*Brief:* Write out exactly the first lines of the listing, ending on the line that contains "pub struct IngestionReport".

________________________________________

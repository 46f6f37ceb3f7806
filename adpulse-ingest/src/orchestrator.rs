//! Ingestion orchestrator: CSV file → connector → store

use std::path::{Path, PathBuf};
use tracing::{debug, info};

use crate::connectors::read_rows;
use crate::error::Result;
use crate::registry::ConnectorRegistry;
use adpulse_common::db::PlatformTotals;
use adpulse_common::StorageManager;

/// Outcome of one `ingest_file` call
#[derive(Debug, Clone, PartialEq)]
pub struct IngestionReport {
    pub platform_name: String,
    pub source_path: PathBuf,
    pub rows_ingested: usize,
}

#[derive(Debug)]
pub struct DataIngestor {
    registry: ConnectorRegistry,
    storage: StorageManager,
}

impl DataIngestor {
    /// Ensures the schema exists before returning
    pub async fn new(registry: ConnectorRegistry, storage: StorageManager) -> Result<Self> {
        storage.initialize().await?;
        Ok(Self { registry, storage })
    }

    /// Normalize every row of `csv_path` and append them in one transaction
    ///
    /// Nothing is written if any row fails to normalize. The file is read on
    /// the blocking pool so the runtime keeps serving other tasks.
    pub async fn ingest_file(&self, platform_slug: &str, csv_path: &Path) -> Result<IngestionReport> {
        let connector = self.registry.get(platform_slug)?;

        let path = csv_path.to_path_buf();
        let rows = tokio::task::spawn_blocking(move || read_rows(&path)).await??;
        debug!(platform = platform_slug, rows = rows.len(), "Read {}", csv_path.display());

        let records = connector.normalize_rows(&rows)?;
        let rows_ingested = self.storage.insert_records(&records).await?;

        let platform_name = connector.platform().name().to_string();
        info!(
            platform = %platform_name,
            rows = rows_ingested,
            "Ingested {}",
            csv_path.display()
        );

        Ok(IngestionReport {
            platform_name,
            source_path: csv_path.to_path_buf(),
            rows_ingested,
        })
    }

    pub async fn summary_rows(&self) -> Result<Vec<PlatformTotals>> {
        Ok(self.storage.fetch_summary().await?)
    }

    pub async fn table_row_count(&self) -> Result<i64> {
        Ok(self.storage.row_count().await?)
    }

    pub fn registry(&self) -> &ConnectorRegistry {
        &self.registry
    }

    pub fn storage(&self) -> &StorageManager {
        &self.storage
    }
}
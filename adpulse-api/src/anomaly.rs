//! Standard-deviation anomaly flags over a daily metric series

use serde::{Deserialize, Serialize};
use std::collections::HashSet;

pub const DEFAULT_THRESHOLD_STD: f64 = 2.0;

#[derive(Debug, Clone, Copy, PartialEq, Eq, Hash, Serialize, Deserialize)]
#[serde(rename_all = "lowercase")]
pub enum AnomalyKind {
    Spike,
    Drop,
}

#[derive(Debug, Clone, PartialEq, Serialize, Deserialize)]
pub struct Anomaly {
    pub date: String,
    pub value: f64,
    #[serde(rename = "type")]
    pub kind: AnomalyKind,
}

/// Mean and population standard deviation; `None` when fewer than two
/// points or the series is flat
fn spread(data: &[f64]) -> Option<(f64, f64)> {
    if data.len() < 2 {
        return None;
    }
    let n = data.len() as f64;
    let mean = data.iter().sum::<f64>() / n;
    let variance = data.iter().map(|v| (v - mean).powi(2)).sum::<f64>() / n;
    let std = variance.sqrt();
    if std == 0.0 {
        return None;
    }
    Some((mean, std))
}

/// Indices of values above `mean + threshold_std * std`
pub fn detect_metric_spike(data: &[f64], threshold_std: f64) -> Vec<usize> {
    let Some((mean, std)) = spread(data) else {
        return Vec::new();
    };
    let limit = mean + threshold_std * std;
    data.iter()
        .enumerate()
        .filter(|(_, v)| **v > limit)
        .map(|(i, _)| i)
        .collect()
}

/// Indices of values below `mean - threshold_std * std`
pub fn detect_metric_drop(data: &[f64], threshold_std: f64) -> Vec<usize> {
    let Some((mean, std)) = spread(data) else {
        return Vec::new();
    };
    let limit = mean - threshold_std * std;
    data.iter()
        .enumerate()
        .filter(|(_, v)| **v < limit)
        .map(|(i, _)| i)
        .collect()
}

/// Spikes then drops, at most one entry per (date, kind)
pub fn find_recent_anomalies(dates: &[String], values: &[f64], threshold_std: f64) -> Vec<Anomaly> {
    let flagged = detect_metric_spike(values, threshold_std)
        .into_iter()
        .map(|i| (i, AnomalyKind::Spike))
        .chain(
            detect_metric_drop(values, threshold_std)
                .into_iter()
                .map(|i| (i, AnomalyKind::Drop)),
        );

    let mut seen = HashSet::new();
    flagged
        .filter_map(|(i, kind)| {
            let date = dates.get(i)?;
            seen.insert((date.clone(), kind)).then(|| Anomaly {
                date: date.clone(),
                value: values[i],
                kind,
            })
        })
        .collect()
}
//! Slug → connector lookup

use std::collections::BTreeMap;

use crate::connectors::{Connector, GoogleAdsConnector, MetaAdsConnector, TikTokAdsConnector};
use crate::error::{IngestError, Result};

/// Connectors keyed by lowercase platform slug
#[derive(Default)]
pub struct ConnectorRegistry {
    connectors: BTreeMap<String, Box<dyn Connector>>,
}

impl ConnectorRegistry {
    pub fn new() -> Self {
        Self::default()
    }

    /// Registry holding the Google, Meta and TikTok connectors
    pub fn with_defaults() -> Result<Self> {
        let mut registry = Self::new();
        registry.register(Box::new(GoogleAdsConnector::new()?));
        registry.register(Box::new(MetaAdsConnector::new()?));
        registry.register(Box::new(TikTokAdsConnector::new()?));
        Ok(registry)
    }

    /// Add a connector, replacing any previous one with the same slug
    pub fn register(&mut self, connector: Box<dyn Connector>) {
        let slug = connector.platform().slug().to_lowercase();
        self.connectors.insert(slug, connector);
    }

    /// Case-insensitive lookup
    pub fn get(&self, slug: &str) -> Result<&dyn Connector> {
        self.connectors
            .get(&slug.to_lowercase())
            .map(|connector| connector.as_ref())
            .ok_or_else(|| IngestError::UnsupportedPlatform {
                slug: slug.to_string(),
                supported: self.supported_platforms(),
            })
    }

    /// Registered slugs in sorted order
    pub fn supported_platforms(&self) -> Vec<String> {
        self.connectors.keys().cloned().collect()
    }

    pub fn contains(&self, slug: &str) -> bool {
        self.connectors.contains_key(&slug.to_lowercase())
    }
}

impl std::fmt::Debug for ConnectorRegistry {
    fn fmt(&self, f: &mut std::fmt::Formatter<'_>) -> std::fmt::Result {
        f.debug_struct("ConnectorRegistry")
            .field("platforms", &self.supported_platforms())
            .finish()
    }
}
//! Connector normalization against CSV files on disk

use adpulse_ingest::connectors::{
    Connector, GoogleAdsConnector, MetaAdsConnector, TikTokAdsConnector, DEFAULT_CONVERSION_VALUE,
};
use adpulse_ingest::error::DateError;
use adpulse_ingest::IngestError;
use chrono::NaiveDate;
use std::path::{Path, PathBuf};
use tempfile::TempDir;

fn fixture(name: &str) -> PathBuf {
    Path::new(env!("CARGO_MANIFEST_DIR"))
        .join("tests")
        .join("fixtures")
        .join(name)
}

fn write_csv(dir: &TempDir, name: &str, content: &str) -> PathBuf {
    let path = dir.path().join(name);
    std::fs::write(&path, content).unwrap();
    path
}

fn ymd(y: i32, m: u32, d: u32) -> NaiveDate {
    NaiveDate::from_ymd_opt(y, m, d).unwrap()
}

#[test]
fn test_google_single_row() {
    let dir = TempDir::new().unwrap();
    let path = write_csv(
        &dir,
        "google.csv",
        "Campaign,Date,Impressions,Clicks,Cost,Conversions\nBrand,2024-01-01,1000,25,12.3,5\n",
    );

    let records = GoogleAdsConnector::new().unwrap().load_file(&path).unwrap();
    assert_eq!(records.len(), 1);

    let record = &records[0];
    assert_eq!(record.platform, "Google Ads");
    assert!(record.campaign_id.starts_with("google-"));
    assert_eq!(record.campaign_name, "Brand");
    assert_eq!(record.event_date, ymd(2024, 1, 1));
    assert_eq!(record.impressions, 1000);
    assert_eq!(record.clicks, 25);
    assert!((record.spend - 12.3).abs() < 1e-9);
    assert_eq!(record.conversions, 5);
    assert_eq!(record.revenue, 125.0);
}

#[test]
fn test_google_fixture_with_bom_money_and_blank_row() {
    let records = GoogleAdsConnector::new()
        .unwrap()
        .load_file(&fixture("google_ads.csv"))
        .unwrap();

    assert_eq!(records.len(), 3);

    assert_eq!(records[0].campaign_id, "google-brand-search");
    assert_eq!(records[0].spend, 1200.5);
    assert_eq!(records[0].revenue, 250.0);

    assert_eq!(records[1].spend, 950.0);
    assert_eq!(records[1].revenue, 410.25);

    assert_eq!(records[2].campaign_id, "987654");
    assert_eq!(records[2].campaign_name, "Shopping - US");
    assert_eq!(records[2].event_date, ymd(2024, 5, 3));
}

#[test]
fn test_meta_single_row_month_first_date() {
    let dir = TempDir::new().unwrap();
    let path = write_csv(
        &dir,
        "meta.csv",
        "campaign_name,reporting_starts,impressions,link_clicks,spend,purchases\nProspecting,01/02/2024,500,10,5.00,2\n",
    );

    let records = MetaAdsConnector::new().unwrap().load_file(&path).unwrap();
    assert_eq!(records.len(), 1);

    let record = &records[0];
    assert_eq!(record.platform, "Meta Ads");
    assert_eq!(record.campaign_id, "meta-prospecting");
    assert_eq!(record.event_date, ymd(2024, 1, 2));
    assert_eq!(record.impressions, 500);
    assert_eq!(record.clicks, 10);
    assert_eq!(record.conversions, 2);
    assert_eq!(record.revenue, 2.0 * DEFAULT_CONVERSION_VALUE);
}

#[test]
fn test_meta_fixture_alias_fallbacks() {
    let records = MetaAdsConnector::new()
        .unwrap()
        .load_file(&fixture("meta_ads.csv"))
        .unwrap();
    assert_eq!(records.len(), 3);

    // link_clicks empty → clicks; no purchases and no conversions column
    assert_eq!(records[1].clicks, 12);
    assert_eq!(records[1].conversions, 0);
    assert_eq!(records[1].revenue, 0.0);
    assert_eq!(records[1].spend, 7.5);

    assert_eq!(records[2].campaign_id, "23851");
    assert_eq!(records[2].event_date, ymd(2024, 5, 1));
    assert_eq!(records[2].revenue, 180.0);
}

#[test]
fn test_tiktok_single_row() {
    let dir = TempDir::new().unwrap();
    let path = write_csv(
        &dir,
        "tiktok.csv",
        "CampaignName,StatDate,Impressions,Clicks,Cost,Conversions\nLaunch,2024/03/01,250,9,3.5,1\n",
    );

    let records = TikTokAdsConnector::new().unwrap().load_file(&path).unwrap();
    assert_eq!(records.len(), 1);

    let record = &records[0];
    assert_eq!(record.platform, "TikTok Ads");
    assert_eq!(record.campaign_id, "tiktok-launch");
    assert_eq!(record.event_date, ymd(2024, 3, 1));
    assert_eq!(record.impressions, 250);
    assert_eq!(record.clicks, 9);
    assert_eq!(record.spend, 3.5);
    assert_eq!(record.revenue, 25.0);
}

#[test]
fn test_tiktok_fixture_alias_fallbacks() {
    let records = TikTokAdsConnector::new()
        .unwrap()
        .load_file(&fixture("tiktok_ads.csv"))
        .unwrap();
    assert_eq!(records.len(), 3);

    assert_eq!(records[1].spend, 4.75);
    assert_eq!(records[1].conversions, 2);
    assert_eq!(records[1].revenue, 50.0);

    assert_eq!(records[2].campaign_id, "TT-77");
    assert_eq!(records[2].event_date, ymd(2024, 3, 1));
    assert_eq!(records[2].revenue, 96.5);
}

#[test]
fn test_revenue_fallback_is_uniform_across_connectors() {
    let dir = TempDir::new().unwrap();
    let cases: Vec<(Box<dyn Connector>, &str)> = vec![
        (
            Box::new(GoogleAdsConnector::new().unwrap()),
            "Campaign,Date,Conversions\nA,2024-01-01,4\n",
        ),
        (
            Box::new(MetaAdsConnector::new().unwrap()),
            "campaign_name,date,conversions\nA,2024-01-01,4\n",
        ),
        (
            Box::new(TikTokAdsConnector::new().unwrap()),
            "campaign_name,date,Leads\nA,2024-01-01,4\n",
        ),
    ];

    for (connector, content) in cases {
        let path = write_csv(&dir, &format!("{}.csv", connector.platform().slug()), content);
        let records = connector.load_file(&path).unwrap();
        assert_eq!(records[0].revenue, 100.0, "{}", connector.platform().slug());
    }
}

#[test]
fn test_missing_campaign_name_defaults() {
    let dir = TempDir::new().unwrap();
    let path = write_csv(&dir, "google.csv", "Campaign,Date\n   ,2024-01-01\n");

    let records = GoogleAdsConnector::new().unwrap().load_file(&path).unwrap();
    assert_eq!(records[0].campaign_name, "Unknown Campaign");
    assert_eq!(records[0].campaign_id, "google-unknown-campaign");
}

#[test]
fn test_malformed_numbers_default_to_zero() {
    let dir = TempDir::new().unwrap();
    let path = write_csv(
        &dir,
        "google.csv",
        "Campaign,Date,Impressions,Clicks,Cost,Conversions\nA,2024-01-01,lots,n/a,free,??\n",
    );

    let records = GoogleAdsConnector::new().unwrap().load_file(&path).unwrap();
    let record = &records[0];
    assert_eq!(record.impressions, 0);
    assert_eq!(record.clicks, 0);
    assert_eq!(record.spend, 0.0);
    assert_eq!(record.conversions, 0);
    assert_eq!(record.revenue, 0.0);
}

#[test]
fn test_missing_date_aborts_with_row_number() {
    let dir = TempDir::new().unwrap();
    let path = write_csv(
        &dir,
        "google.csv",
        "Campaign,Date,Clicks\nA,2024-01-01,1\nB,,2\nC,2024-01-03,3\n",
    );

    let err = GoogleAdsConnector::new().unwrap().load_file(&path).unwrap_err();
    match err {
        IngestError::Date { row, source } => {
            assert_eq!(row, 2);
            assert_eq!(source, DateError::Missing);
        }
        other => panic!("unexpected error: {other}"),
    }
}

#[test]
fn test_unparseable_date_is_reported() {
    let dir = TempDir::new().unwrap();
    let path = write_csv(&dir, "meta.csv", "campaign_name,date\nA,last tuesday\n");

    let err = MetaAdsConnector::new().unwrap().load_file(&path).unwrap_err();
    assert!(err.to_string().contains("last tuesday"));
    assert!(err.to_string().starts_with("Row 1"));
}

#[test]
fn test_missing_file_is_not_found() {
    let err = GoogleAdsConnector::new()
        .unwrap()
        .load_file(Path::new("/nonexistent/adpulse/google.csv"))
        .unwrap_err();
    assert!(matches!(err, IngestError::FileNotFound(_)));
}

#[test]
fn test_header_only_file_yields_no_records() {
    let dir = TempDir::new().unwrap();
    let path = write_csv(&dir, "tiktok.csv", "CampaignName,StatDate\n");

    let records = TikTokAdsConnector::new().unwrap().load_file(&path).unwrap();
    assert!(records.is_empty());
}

________________________________________

*Solution to this task:*
repository 46f6f37ceb3f7806
filename adpulse-ingest/src/orchestrator.rs
//! Ingestion orchestrator: CSV file → connector → store

use std::path::{Path, PathBuf};
use tracing::{debug, info};

use crate::connectors::read_rows;
use crate::error::Result;
use crate::registry::ConnectorRegistry;
use adpulse_common::db::PlatformTotals;
use adpulse_common::StorageManager;

/// Outcome of one `ingest_file` call
#[derive(Debug, Clone, PartialEq)]
pub struct IngestionReport {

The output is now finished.